[Start of Attachment]
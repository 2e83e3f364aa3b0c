//! Microphone capture pipeline
//!
//! Bridges the CPAL audio callback (sync) to the live connection (async).
//! The device stream lives on a dedicated thread so the capture handle
//! stays `Send` and teardown is deterministic: stopping joins the thread,
//! which drops the stream before `stop` returns.
//!
//! # Architecture
//!
//! ```text
//! Audio Thread (sync)                       Tokio Runtime (async)
//! ┌──────────────────────────┐              ┌─────────────────────┐
//! │ CPAL Callback            │              │ Session send loop   │
//! │   ├─ downmix to mono     │──try_send──▶ │   └─ WebSocket      │
//! │   ├─ decimate to 16 kHz  │              └─────────────────────┘
//! │   └─ frame 4096 blocks   │
//! └──────────────────────────┘
//! ```
//!
//! Blocks already handed to the channel when capture stops are not
//! recalled; sends are fire-and-forget.

use std::sync::mpsc as std_mpsc;
use std::thread;

use cpal::traits::{DeviceTrait, HostTrait, StreamTrait};
use cpal::{SampleRate, StreamConfig};
use tokio::sync::mpsc;

use super::CaptureError;
use crate::codec::samples_to_pcm_bytes;
use crate::session::ClientMessage;

/// Sample rate the connection expects for microphone audio
pub const MIC_SAMPLE_RATE: u32 = 16_000;

/// Fixed block size forwarded to the connection, in samples
pub const MIC_BLOCK_SAMPLES: usize = 4096;

/// Handle to an active microphone capture
///
/// Dropping the handle stops the capture.
pub struct MicrophoneCapture {
    stop_tx: std_mpsc::Sender<()>,
    thread: Option<thread::JoinHandle<()>>,
}

impl MicrophoneCapture {
    /// Acquire the input device and start streaming blocks to `outbound`
    ///
    /// Device and permission failures surface synchronously: the stream is
    /// opened before this returns. `device_name` selects a specific input
    /// device; `None` uses the default.
    pub fn start(
        device_name: Option<&str>,
        outbound: mpsc::Sender<ClientMessage>,
    ) -> Result<Self, CaptureError> {
        let (stop_tx, stop_rx) = std_mpsc::channel::<()>();
        let (result_tx, result_rx) = std_mpsc::channel::<Result<(), CaptureError>>();
        let device_name = device_name.map(|s| s.to_string());

        let thread = thread::Builder::new()
            .name("mic-capture".into())
            .spawn(move || {
                let stream = match build_capture_stream(device_name.as_deref(), outbound) {
                    Ok(stream) => {
                        let _ = result_tx.send(Ok(()));
                        stream
                    }
                    Err(e) => {
                        let _ = result_tx.send(Err(e));
                        return;
                    }
                };

                // Park until stop; the stream drops (and the device releases)
                // when this thread exits.
                let _ = stop_rx.recv();
                drop(stream);
                log::info!("Microphone capture stopped");
            })
            .map_err(|e| CaptureError::StreamCreationFailed(e.to_string()))?;

        match result_rx.recv() {
            Ok(Ok(())) => Ok(Self {
                stop_tx,
                thread: Some(thread),
            }),
            Ok(Err(e)) => {
                let _ = thread.join();
                Err(e)
            }
            Err(_) => Err(CaptureError::StreamCreationFailed(
                "Capture thread exited unexpectedly".to_string(),
            )),
        }
    }

    /// Stop capturing and release the device
    ///
    /// Blocks until the device stream has been dropped. No further blocks
    /// are forwarded after this returns.
    pub fn stop(mut self) {
        self.shutdown();
    }

    fn shutdown(&mut self) {
        if let Some(thread) = self.thread.take() {
            let _ = self.stop_tx.send(());
            let _ = thread.join();
        }
    }

    /// Handle with no device behind it, for exclusivity tests
    #[cfg(test)]
    pub(crate) fn dummy() -> Self {
        let (stop_tx, _stop_rx) = std_mpsc::channel();
        Self {
            stop_tx,
            thread: None,
        }
    }
}

impl Drop for MicrophoneCapture {
    fn drop(&mut self) {
        self.shutdown();
    }
}

fn build_capture_stream(
    device_name: Option<&str>,
    outbound: mpsc::Sender<ClientMessage>,
) -> Result<cpal::Stream, CaptureError> {
    let host = cpal::default_host();

    let device = if let Some(name) = device_name {
        host.input_devices()
            .map_err(|e| CaptureError::StreamCreationFailed(e.to_string()))?
            .find(|d| d.name().map(|n| n == name).unwrap_or(false))
            .ok_or(CaptureError::NoInputDevice)?
    } else {
        host.default_input_device()
            .ok_or(CaptureError::NoInputDevice)?
    };

    log::info!("Using audio input device: {:?}", device.name());

    // Prefer mono 16 kHz; otherwise take the default config and decimate.
    let (config, decimate) = match try_config(&device, MIC_SAMPLE_RATE) {
        Some(cfg) => (cfg, 1u32),
        None => {
            let default = device
                .default_input_config()
                .map_err(|_| CaptureError::NoSupportedConfig)?;
            let rate = default.sample_rate().0;
            let decimate = (rate / MIC_SAMPLE_RATE.max(1)).max(1);
            log::info!(
                "{} Hz unavailable, using {} Hz with {}:1 decimation",
                MIC_SAMPLE_RATE,
                rate,
                decimate
            );
            (
                StreamConfig {
                    channels: default.channels(),
                    sample_rate: default.sample_rate(),
                    buffer_size: cpal::BufferSize::Default,
                },
                decimate,
            )
        }
    };

    let channels = config.channels as usize;
    let mut framer = BlockFramer::new(MIC_BLOCK_SAMPLES);
    let err_fn = |err| log::error!("Audio input stream error: {}", err);

    let stream = device
        .build_input_stream(
            &config,
            move |data: &[f32], _: &cpal::InputCallbackInfo| {
                let mono = downmix_mono(data, channels);
                let samples: Vec<f32> = if decimate > 1 {
                    mono.iter().step_by(decimate as usize).copied().collect()
                } else {
                    mono
                };

                for block in framer.push(&samples) {
                    let message = ClientMessage::audio_chunk(&samples_to_pcm_bytes(&block));
                    if outbound.try_send(message).is_err() {
                        log::warn!("Session outbound queue full, dropping mic block");
                    }
                }
            },
            err_fn,
            None,
        )
        .map_err(|e| CaptureError::StreamCreationFailed(e.to_string()))?;

    stream
        .play()
        .map_err(|e| CaptureError::StreamCreationFailed(format!("Failed to start stream: {}", e)))?;

    log::info!(
        "Microphone capture started: {} Hz, {} channels, decimate {}",
        config.sample_rate.0,
        config.channels,
        decimate
    );

    Ok(stream)
}

/// Probe for an exact mono config at the target rate
fn try_config(device: &cpal::Device, rate: u32) -> Option<StreamConfig> {
    let supported = device.supported_input_configs().ok()?;
    for range in supported {
        if range.channels() == 1
            && range.min_sample_rate().0 <= rate
            && range.max_sample_rate().0 >= rate
            && range.sample_format() == cpal::SampleFormat::F32
        {
            return Some(StreamConfig {
                channels: 1,
                sample_rate: SampleRate(rate),
                buffer_size: cpal::BufferSize::Default,
            });
        }
    }
    None
}

fn downmix_mono(data: &[f32], channels: usize) -> Vec<f32> {
    if channels <= 1 {
        return data.to_vec();
    }
    data.chunks(channels)
        .map(|frame| frame.iter().sum::<f32>() / channels as f32)
        .collect()
}

/// Accumulates samples and yields complete fixed-size blocks
struct BlockFramer {
    buffer: Vec<f32>,
    block_size: usize,
}

impl BlockFramer {
    fn new(block_size: usize) -> Self {
        Self {
            buffer: Vec::with_capacity(block_size * 2),
            block_size,
        }
    }

    /// Append samples and drain every complete block
    ///
    /// A trailing partial block stays buffered for the next callback.
    fn push(&mut self, samples: &[f32]) -> Vec<Vec<f32>> {
        self.buffer.extend_from_slice(samples);

        let mut blocks = Vec::new();
        while self.buffer.len() >= self.block_size {
            blocks.push(self.buffer.drain(..self.block_size).collect());
        }
        blocks
    }
}

#[cfg(test)]
mod tests {
    use super::*;

    #[test]
    fn test_framer_holds_partial_block() {
        let mut framer = BlockFramer::new(4);
        assert!(framer.push(&[0.0, 0.1, 0.2]).is_empty());

        // One more sample completes the block
        let blocks = framer.push(&[0.3]);
        assert_eq!(blocks.len(), 1);
        assert_eq!(blocks[0], vec![0.0, 0.1, 0.2, 0.3]);
    }

    #[test]
    fn test_framer_yields_multiple_blocks() {
        let mut framer = BlockFramer::new(2);
        let blocks = framer.push(&[1.0, 2.0, 3.0, 4.0, 5.0]);

        assert_eq!(blocks, vec![vec![1.0, 2.0], vec![3.0, 4.0]]);

        // The leftover sample joins the next push
        let blocks = framer.push(&[6.0]);
        assert_eq!(blocks, vec![vec![5.0, 6.0]]);
    }

    #[test]
    fn test_downmix_mono_passthrough() {
        assert_eq!(downmix_mono(&[0.1, 0.2], 1), vec![0.1, 0.2]);
    }

    #[test]
    fn test_downmix_averages_stereo() {
        assert_eq!(downmix_mono(&[1.0, 0.0, 0.0, 1.0], 2), vec![0.5, 0.5]);
    }
}
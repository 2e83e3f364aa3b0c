//! Audio codec utilities for the live session
//!
//! Converts between the base64 wire encoding, raw PCM byte buffers, and
//! normalized floating-point sample frames.
//!
//! # Formats
//!
//! - Wire audio is base64 text carrying signed 16-bit little-endian PCM,
//!   interleaved by channel.
//! - Decoded frames normalize each sample to [-1.0, 1.0] by dividing by
//!   32768, one sample sequence per channel.
//! - The microphone path is the inverse: f32 samples scaled by 32768 and
//!   clamped to the i16 range before little-endian packing.

use base64::{engine::general_purpose::STANDARD, Engine};

/// Errors from codec operations
#[derive(Debug, Clone)]
pub enum CodecError {
    /// Input text is not valid base64
    InvalidBase64(String),
    /// Byte length is not a whole multiple of `2 * channels`
    TruncatedFrame { byte_len: usize, channels: u16 },
    /// A frame must carry at least one channel
    NoChannels,
}

impl std::fmt::Display for CodecError {
    fn fmt(&self, f: &mut std::fmt::Formatter<'_>) -> std::fmt::Result {
        match self {
            CodecError::InvalidBase64(e) => write!(f, "Invalid base64 payload: {}", e),
            CodecError::TruncatedFrame { byte_len, channels } => write!(
                f,
                "PCM byte length {} is not a multiple of {} ({} channels x 2 bytes)",
                byte_len,
                2 * *channels as usize,
                channels
            ),
            CodecError::NoChannels => write!(f, "Audio frame must have at least one channel"),
        }
    }
}

impl std::error::Error for CodecError {}

/// A decoded, playable audio frame
///
/// Holds one normalized sample sequence per channel. All channels have the
/// same length.
#[derive(Debug, Clone, PartialEq)]
pub struct AudioFrame {
    /// Sample rate in Hz
    pub sample_rate: u32,
    /// Per-channel normalized samples in [-1.0, 1.0]
    pub channels: Vec<Vec<f32>>,
}

impl AudioFrame {
    /// Number of channels in this frame
    pub fn channel_count(&self) -> usize {
        self.channels.len()
    }

    /// Samples per channel
    pub fn samples_per_channel(&self) -> usize {
        self.channels.first().map(|c| c.len()).unwrap_or(0)
    }

    /// Playback duration of this frame in seconds
    pub fn duration_secs(&self) -> f64 {
        self.samples_per_channel() as f64 / self.sample_rate as f64
    }
}

/// Encode raw bytes as base64 text for the wire
pub fn encode_base64(bytes: &[u8]) -> String {
    STANDARD.encode(bytes)
}

/// Decode base64 wire text back to raw bytes
///
/// Exact inverse of [`encode_base64`] for every byte value. Malformed text
/// is a programmer/protocol error, surfaced as [`CodecError::InvalidBase64`].
pub fn decode_base64(text: &str) -> Result<Vec<u8>, CodecError> {
    STANDARD
        .decode(text)
        .map_err(|e| CodecError::InvalidBase64(e.to_string()))
}

/// Decode a raw PCM byte stream into a playable frame
///
/// Interprets `bytes` as signed 16-bit little-endian samples interleaved by
/// channel and de-interleaves into one normalized sequence per channel of
/// length `bytes.len() / (2 * channels)`.
///
/// A byte length that is not a whole multiple of `2 * channels` is rejected
/// rather than silently truncated.
pub fn decode_audio_frame(
    bytes: &[u8],
    sample_rate: u32,
    channels: u16,
) -> Result<AudioFrame, CodecError> {
    if channels == 0 {
        return Err(CodecError::NoChannels);
    }

    let frame_bytes = 2 * channels as usize;
    if bytes.len() % frame_bytes != 0 {
        return Err(CodecError::TruncatedFrame {
            byte_len: bytes.len(),
            channels,
        });
    }

    let samples_per_channel = bytes.len() / frame_bytes;
    let mut out: Vec<Vec<f32>> = vec![Vec::with_capacity(samples_per_channel); channels as usize];

    for (i, pair) in bytes.chunks_exact(2).enumerate() {
        let sample = i16::from_le_bytes([pair[0], pair[1]]);
        out[i % channels as usize].push(sample as f32 / 32768.0);
    }

    Ok(AudioFrame {
        sample_rate,
        channels: out,
    })
}

/// Convert captured f32 samples to 16-bit little-endian PCM bytes
///
/// Samples are scaled by 32768 and clamped to the i16 range so out-of-range
/// input cannot wrap around.
pub fn samples_to_pcm_bytes(samples: &[f32]) -> Vec<u8> {
    let mut bytes = Vec::with_capacity(samples.len() * 2);
    for &sample in samples {
        let scaled = (sample * 32768.0).clamp(i16::MIN as f32, i16::MAX as f32) as i16;
        bytes.extend_from_slice(&scaled.to_le_bytes());
    }
    bytes
}

#[cfg(test)]
mod tests {
    use super::*;

    #[test]
    fn test_base64_round_trip_all_byte_values() {
        let bytes: Vec<u8> = (0u16..=255).map(|b| b as u8).collect();
        let text = encode_base64(&bytes);
        assert_eq!(decode_base64(&text).unwrap(), bytes);
    }

    #[test]
    fn test_base64_empty() {
        assert_eq!(encode_base64(&[]), "");
        assert_eq!(decode_base64("").unwrap(), Vec::<u8>::new());
    }

    #[test]
    fn test_decode_base64_rejects_garbage() {
        let err = decode_base64("not base64!!!").unwrap_err();
        assert!(matches!(err, CodecError::InvalidBase64(_)));
    }

    #[test]
    fn test_decode_mono_frame_shape_and_values() {
        // 0x4000 = 16384 -> 0.5, 0xC000 = -16384 -> -0.5
        let bytes = [0x00, 0x40, 0x00, 0xC0];
        let frame = decode_audio_frame(&bytes, 24000, 1).unwrap();

        assert_eq!(frame.channel_count(), 1);
        assert_eq!(frame.samples_per_channel(), 2);
        assert!((frame.channels[0][0] - 0.5).abs() < 1e-6);
        assert!((frame.channels[0][1] + 0.5).abs() < 1e-6);
    }

    #[test]
    fn test_decode_stereo_deinterleave() {
        // L = 0.25, R = -0.25, repeated twice
        let left = (0.25f32 * 32768.0) as i16;
        let right = (-0.25f32 * 32768.0) as i16;
        let mut bytes = Vec::new();
        for _ in 0..2 {
            bytes.extend_from_slice(&left.to_le_bytes());
            bytes.extend_from_slice(&right.to_le_bytes());
        }

        let frame = decode_audio_frame(&bytes, 48000, 2).unwrap();
        assert_eq!(frame.channel_count(), 2);
        assert_eq!(frame.samples_per_channel(), 2);
        for i in 0..2 {
            assert!((frame.channels[0][i] - 0.25).abs() < 1e-6);
            assert!((frame.channels[1][i] + 0.25).abs() < 1e-6);
        }
    }

    #[test]
    fn test_decode_rejects_truncated_frame() {
        // 3 bytes can never hold whole 16-bit mono samples
        let err = decode_audio_frame(&[0, 1, 2], 24000, 1).unwrap_err();
        assert!(matches!(
            err,
            CodecError::TruncatedFrame {
                byte_len: 3,
                channels: 1
            }
        ));

        // 6 bytes = 3 samples, not divisible across 2 channels
        let err = decode_audio_frame(&[0; 6], 24000, 2).unwrap_err();
        assert!(matches!(err, CodecError::TruncatedFrame { .. }));
    }

    #[test]
    fn test_decode_rejects_zero_channels() {
        let err = decode_audio_frame(&[0, 0], 24000, 0).unwrap_err();
        assert!(matches!(err, CodecError::NoChannels));
    }

    #[test]
    fn test_frame_duration() {
        let bytes = vec![0u8; 24000 * 2]; // one second of mono 16-bit
        let frame = decode_audio_frame(&bytes, 24000, 1).unwrap();
        assert!((frame.duration_secs() - 1.0).abs() < 1e-9);
    }

    #[test]
    fn test_samples_to_pcm_bytes_little_endian() {
        let bytes = samples_to_pcm_bytes(&[0.0, 0.5]);
        assert_eq!(bytes, vec![0x00, 0x00, 0x00, 0x40]);
    }

    #[test]
    fn test_samples_to_pcm_bytes_clamps_out_of_range() {
        let bytes = samples_to_pcm_bytes(&[2.0, -2.0]);
        let hi = i16::from_le_bytes([bytes[0], bytes[1]]);
        let lo = i16::from_le_bytes([bytes[2], bytes[3]]);
        assert_eq!(hi, i16::MAX);
        assert_eq!(lo, i16::MIN);
    }

    #[test]
    fn test_pcm_round_trip_through_wire_encoding() {
        let samples = vec![0.0f32, 0.25, -0.25, 0.5];
        let bytes = samples_to_pcm_bytes(&samples);
        let decoded = decode_audio_frame(&decode_base64(&encode_base64(&bytes)).unwrap(), 16000, 1)
            .unwrap();

        for (a, b) in samples.iter().zip(decoded.channels[0].iter()) {
            assert!((a - b).abs() < 1e-3);
        }
    }
}
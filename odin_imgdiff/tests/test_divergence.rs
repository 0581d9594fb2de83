/*
 * Copyright © 2025, United States Government, as represented by the Administrator of
 * the National Aeronautics and Space Administration. All rights reserved.
 *
 * The “ODIN” software is licensed under the Apache License, Version 2.0 (the "License");
 * you may not use this file except in compliance with the License. You may obtain a copy
 * of the License at http://www.apache.org/licenses/LICENSE-2.0.
 *
 * Unless required by applicable law or agreed to in writing, software distributed under
 * the License is distributed on an "AS IS" BASIS, WITHOUT WARRANTIES OR CONDITIONS OF ANY KIND,
 * either express or implied. See the License for the specific language governing permissions
 * and limitations under the License.
 */
#![allow(unused)]

use image::{DynamicImage, GrayImage, Luma, Rgb, RgbImage, Rgba, RgbaImage};
use odin_imgdiff::{render_divergence, rgb_to_hsv8, rgb_rendition, DivergenceParams, OdinImgDiffError};

// run with "cargo test --test test_divergence -- --nocapture"

fn gray (w: u32, h: u32, v: u8)->DynamicImage {
    DynamicImage::ImageLuma8( GrayImage::from_pixel( w, h, Luma([v])))
}

fn rgb (w: u32, h: u32, px: [u8;3])->DynamicImage {
    DynamicImage::ImageRgb8( RgbImage::from_pixel( w, h, Rgb(px)))
}

#[test]
fn test_hsv8_ranges() {
    assert_eq!( rgb_to_hsv8( &Rgb([255,0,0])), Rgb([0,255,255]));
    assert_eq!( rgb_to_hsv8( &Rgb([0,255,0])), Rgb([60,255,255]));
    assert_eq!( rgb_to_hsv8( &Rgb([0,0,255])), Rgb([120,255,255]));
    assert_eq!( rgb_to_hsv8( &Rgb([100,100,100])), Rgb([0,0,100]));
    assert_eq!( rgb_to_hsv8( &Rgb([0,0,0])), Rgb([0,0,0]));

    // hues close to 360deg wrap around to 0
    let Rgb([h,_,_]) = rgb_to_hsv8( &Rgb([255,0,1]));
    assert!( h < 180);
}

#[test]
fn test_identical_images() {
    let img = DynamicImage::ImageRgb8( RgbImage::from_fn( 8, 8, |x,y| Rgb([(x*30) as u8, (y*30) as u8, 77])));
    let d = render_divergence( &img, &img, &DivergenceParams::default()).unwrap();

    assert!( d.absdiff_rgb.pixels().all( |p| p.0 == [0,0,0]));
    assert!( d.absdiff_hsv.pixels().all( |p| p.0 == [0,0,0]));
    assert!( d.mask.pixels().all( |p| p.0[0] == 0));
    assert_eq!( d.divergent_pixels(), 0);
}

#[test]
fn test_absdiff_rgb() {
    let a = rgb( 2, 2, [10,20,30]);
    let b = rgb( 2, 2, [30,20,5]);
    let d = render_divergence( &a, &b, &DivergenceParams::default()).unwrap();

    assert_eq!( d.absdiff_rgb.dimensions(), (2,2));
    assert!( d.absdiff_rgb.pixels().all( |p| p.0 == [20,0,25]));
}

#[test]
fn test_mask_boundary() {
    let params = DivergenceParams::default();

    // gray values only differ in V, the HSV delta magnitude is the gray value difference
    let d = render_divergence( &gray( 4, 4, 100), &gray( 4, 4, 125), &params).unwrap();
    assert!( d.absdiff_hsv.pixels().all( |p| p.0 == [0,0,25]));
    assert!( d.mask.pixels().all( |p| p.0[0] == 0));

    let d = render_divergence( &gray( 4, 4, 100), &gray( 4, 4, 126), &params).unwrap();
    assert!( d.mask.pixels().all( |p| p.0[0] == 255));
    assert_eq!( d.divergent_pixels(), 16);
}

#[test]
fn test_mask_threshold_override() {
    let json = serde_json::to_string( &DivergenceParams::default()).unwrap();
    println!("default divergence parameters: {json}");
    assert_eq!( json, r#"{"mask_threshold":25.0}"#);

    let params: DivergenceParams = serde_json::from_str( r#"{"mask_threshold":30.0}"#).unwrap();
    assert_eq!( params, DivergenceParams { mask_threshold: 30.0 });
    let d = render_divergence( &rgb( 3, 3, [100,100,100]), &rgb( 3, 3, [126,126,126]), &params).unwrap();
    assert!( d.mask.pixels().all( |p| p.0[0] == 0));
}

#[test]
fn test_partial_mask() {
    let a = GrayImage::from_pixel( 4, 1, Luma([50]));
    let mut b = a.clone();
    b.put_pixel( 2, 0, Luma([200]));

    let d = render_divergence( &DynamicImage::ImageLuma8(a), &DynamicImage::ImageLuma8(b), &DivergenceParams::default()).unwrap();
    let mask: Vec<u8> = d.mask.pixels().map( |p| p.0[0]).collect();
    println!("mask: {mask:?}");
    assert_eq!( mask, vec![0,0,255,0]);
}

#[test]
fn test_gray_rendition() {
    let img = gray( 2, 2, 42);
    let r = rgb_rendition( &img).unwrap();
    assert!( r.pixels().all( |p| p.0 == [42,42,42]));

    let d = render_divergence( &img, &gray( 2, 2, 40), &DivergenceParams::default()).unwrap();
    assert!( d.absdiff_rgb.pixels().all( |p| p.0 == [2,2,2]));
}

#[test]
fn test_alpha_is_ignored() {
    let a = DynamicImage::ImageRgba8( RgbaImage::from_pixel( 3, 3, Rgba([10,200,30,255])));
    let b = DynamicImage::ImageRgba8( RgbaImage::from_pixel( 3, 3, Rgba([10,200,30,0])));

    let d = render_divergence( &a, &b, &DivergenceParams::default()).unwrap();
    assert!( d.absdiff_rgb.pixels().all( |p| p.0 == [0,0,0]));
    assert_eq!( d.divergent_pixels(), 0);
}

#[test]
fn test_mismatched_inputs() {
    let params = DivergenceParams::default();

    assert!( matches!( render_divergence( &gray( 4, 4, 0), &rgb( 4, 4, [0,0,0]), &params), Err(OdinImgDiffError::ChannelCountMismatch(1,3))));
    assert!( matches!( render_divergence( &gray( 4, 4, 0), &gray( 4, 5, 0), &params), Err(OdinImgDiffError::DimensionMismatch(_))));
}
[End of Attachment]
= Required work =
Search the data above for the word "into" and show every line that has it.

= Answer to the problem =
            .name("mic-capture".into())
/// Decode a raw PCM byte stream into a playable frame
/// channel and de-interleaves into one normalized sequence per channel of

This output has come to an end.